### The data
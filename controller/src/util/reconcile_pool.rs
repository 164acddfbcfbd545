//! Pool Watcher (§4.1 "For a Pool modification event" / "For a Pool
//! deletion event"): keeps the in-memory [`super::pool_tracker::PoolTracker`]
//! in sync with `PersistentIPPool`/`EphemeralIPPool` objects and marks
//! bindings that lose their backing address as `AddrDeleted`.
//!
//! Grounded on `pkg/controller/persistentips/poolsManager.go`'s
//! pool-modified/pool-deleted handlers.

use super::controller_ctx::ControllerContext;
use super::pool_tracker::bound_addresses;
use super::Result;
use futures::StreamExt;
use kube::runtime::{watcher, WatchStreamExt};
use kube::ResourceExt;
use log::{info, warn};
use plenuslb_shared::plenuslb::allocation::{AllocationState, IPAllocation};
use plenuslb_shared::plenuslb::pool::{EphemeralIPPool, PersistentIPPool};
use std::sync::Arc;

/// Seeds the availability tracker from the cluster's current
/// `PersistentIPPool`s and `IPAllocation`s (§5 "pool availability warm-up"),
/// run once after acquiring leadership and before starting any watch.
pub async fn warm_up(ctx: &ControllerContext) -> Result<()> {
    let pools = ctx.persistent_pools().list().await?.items;
    let allocations = ctx.allocations_all().list().await?.items;
    let bound = bound_addresses(
        allocations
            .iter()
            .flat_map(|a| a.spec.allocations.iter())
            .filter(|b| b.pool.is_some()),
    );
    let pool_count = pools.len();
    let entries = pools.into_iter().map(|p| (p.name_any(), p.spec));
    ctx.pool_tracker.warm_up(entries, &bound);
    info!("pool availability tracker warmed up from {pool_count} pool(s)");
    Ok(())
}

/// Runs the PersistentIPPool and EphemeralIPPool watches side by side; each
/// only updates shared state (tracker, allocation statuses) and never
/// competes with the other for locks.
pub async fn run(ctx: Arc<ControllerContext>) {
    let persistent = watch_persistent(ctx.clone());
    let ephemeral = watch_ephemeral(ctx.clone());
    tokio::select! {
        _ = persistent => {}
        _ = ephemeral => {}
        _ = ctx.cancellation.cancelled() => {}
    }
}

async fn watch_persistent(ctx: Arc<ControllerContext>) {
    let api = ctx.persistent_pools().as_inner();
    let mut stream = Box::pin(watcher::watcher(api, watcher::Config::default()).default_backoff());
    while let Some(event) = stream.next().await {
        match event {
            Ok(watcher::Event::Apply(pool)) => {
                if let Err(e) = on_persistent_modified(&pool, ctx.clone()).await {
                    warn!("persistent pool {} modify handling failed: {e}", pool.name_any());
                }
            }
            Ok(watcher::Event::Delete(pool)) => {
                if let Err(e) = on_persistent_deleted(&pool, ctx.clone()).await {
                    warn!("persistent pool {} delete handling failed: {e}", pool.name_any());
                }
            }
            Ok(watcher::Event::InitApply(pool)) => {
                if let Err(e) = on_persistent_modified(&pool, ctx.clone()).await {
                    warn!("persistent pool {} warm-up failed: {e}", pool.name_any());
                }
            }
            Ok(_) => {}
            Err(e) => warn!("persistent pool watch error: {e}"),
        }
    }
}

async fn watch_ephemeral(ctx: Arc<ControllerContext>) {
    let api = ctx.ephemeral_pools().as_inner();
    let mut stream = Box::pin(watcher::watcher(api, watcher::Config::default()).default_backoff());
    while let Some(event) = stream.next().await {
        match event {
            Ok(watcher::Event::Apply(pool)) => {
                if let Err(e) = on_ephemeral_modified(&pool, ctx.clone()).await {
                    warn!("ephemeral pool {} modify handling failed: {e}", pool.name_any());
                }
            }
            Ok(watcher::Event::Delete(pool)) => {
                on_ephemeral_deleted(&pool);
            }
            Ok(_) => {}
            Err(e) => warn!("ephemeral pool watch error: {e}"),
        }
    }
}

/// Recomputes availability for a created/modified persistent pool, and marks
/// any Allocation binding an address no longer present as `AddrDeleted`.
async fn on_persistent_modified(pool: &PersistentIPPool, ctx: Arc<ControllerContext>) -> Result<()> {
    let name = pool.name_any();
    let all = list_allocations(ctx.clone()).await?;

    let bound: std::collections::HashSet<String> = bound_addresses(
        all.iter()
            .flat_map(|a| a.spec.allocations.iter())
            .filter(|b| b.pool.as_deref() == Some(name.as_str())),
    );
    ctx.pool_tracker
        .process_ip_availability(&name, pool.spec.clone(), &bound);

    for allocation in &all {
        for binding in &allocation.spec.allocations {
            if binding.pool.as_deref() != Some(name.as_str()) {
                continue;
            }
            if !pool.spec.addresses.contains(&binding.address) {
                mark_addr_deleted(allocation, ctx.clone()).await?;
            }
        }
    }
    Ok(())
}

async fn on_persistent_deleted(pool: &PersistentIPPool, ctx: Arc<ControllerContext>) -> Result<()> {
    let name = pool.name_any();
    info!("persistent pool {name} deleted; dropping its allocations' bindings");
    let all = list_allocations(ctx.clone()).await?;
    for allocation in &all {
        if allocation
            .spec
            .allocations
            .iter()
            .any(|b| b.pool.as_deref() == Some(name.as_str()))
        {
            mark_addr_deleted(allocation, ctx.clone()).await?;
        }
    }
    Ok(())
}

/// Ephemeral pools carry no availability tracker entry (§3); a shape change
/// (e.g. host-interface option toggled) re-pends every allocation drawing
/// from this pool so the allocator re-applies the pool's current options.
async fn on_ephemeral_modified(pool: &EphemeralIPPool, ctx: Arc<ControllerContext>) -> Result<()> {
    let name = pool.name_any();
    let all = list_allocations(ctx.clone()).await?;
    let mut re_pended = 0;
    for allocation in &all {
        if allocation
            .spec
            .allocations
            .iter()
            .any(|b| b.pool.as_deref() == Some(name.as_str()))
        {
            re_pend_for_pool_change(allocation, ctx.clone()).await?;
            re_pended += 1;
        }
    }
    info!("ephemeral pool {name} modified; re-pended {re_pended} allocation(s) to re-patch");
    Ok(())
}

/// Moves an allocation drawing from a modified ephemeral pool back to
/// `Pending`, keeping its existing binding as a hint so the allocator
/// re-assigns against the pool's current options instead of minting fresh.
async fn re_pend_for_pool_change(allocation: &IPAllocation, ctx: Arc<ControllerContext>) -> Result<()> {
    let namespace = allocation.namespace().unwrap_or_default();
    let name = allocation.name_any();
    let Some(_lock) = ctx.locks.acquire(&namespace, &name, "reconcile_pool").await else {
        warn!("lock contended for {namespace}/{name}; skipping, the next pool event will retry");
        return Ok(());
    };
    let api = ctx.allocations(&namespace);
    if let Some(mut current) = api.get(&name).await? {
        let mut status = current.status.take().unwrap_or_default();
        status.state = Some(AllocationState::Pending);
        status.message = "re-deriving after ephemeral pool change".to_string();
        current.status = Some(status);
        api.apply(current, "plenuslb-controller").await?;
    }
    Ok(())
}

fn on_ephemeral_deleted(pool: &EphemeralIPPool) {
    info!(
        "ephemeral pool {} deleted; allocations referencing it will fail allocation and retry",
        pool.name_any()
    );
}

async fn mark_addr_deleted(allocation: &IPAllocation, ctx: Arc<ControllerContext>) -> Result<()> {
    let namespace = allocation.namespace().unwrap_or_default();
    let name = allocation.name_any();
    let Some(_lock) = ctx.locks.acquire(&namespace, &name, "reconcile_pool").await else {
        warn!("lock contended for {namespace}/{name}; skipping, the next pool event will retry");
        return Ok(());
    };
    let api = ctx.allocations(&namespace);
    if let Some(mut current) = api.get(&name).await? {
        let mut status = current.status.take().unwrap_or_default();
        status.state = Some(AllocationState::AddressDeletedFromPool);
        status.message = "address removed from backing pool".to_string();
        current.status = Some(status);
        api.apply(current, "plenuslb-controller").await?;
    }
    Ok(())
}

async fn list_allocations(ctx: Arc<ControllerContext>) -> Result<Vec<IPAllocation>> {
    Ok(ctx.allocations_all().list().await?.items)
}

### Work required
Restate word for word the entries above from the line with "Pool Watcher (§4.1" through the line with "let entries = pools.into_iter().map(|p|", inclusive, leaving out everything else.

### Written answer
//! Pool Watcher (§4.1 "For a Pool modification event" / "For a Pool
//! deletion event"): keeps the in-memory [`super::pool_tracker::PoolTracker`]
//! in sync with `PersistentIPPool`/`EphemeralIPPool` objects and marks
//! bindings that lose their backing address as `AddrDeleted`.
//!
//! Grounded on `pkg/controller/persistentips/poolsManager.go`'s
//! pool-modified/pool-deleted handlers.

use super::controller_ctx::ControllerContext;
use super::pool_tracker::bound_addresses;
use super::Result;
use futures::StreamExt;
use kube::runtime::{watcher, WatchStreamExt};
use kube::ResourceExt;
use log::{info, warn};
use plenuslb_shared::plenuslb::allocation::{AllocationState, IPAllocation};
use plenuslb_shared::plenuslb::pool::{EphemeralIPPool, PersistentIPPool};
use std::sync::Arc;

/// Seeds the availability tracker from the cluster's current
/// `PersistentIPPool`s and `IPAllocation`s (§5 "pool availability warm-up"),
/// run once after acquiring leadership and before starting any watch.
pub async fn warm_up(ctx: &ControllerContext) -> Result<()> {
    let pools = ctx.persistent_pools().list().await?.items;
    let allocations = ctx.allocations_all().list().await?.items;
    let bound = bound_addresses(
        allocations
            .iter()
            .flat_map(|a| a.spec.allocations.iter())
            .filter(|b| b.pool.is_some()),
    );
    let pool_count = pools.len();
    let entries = pools.into_iter().map(|p| (p.name_any(), p.spec));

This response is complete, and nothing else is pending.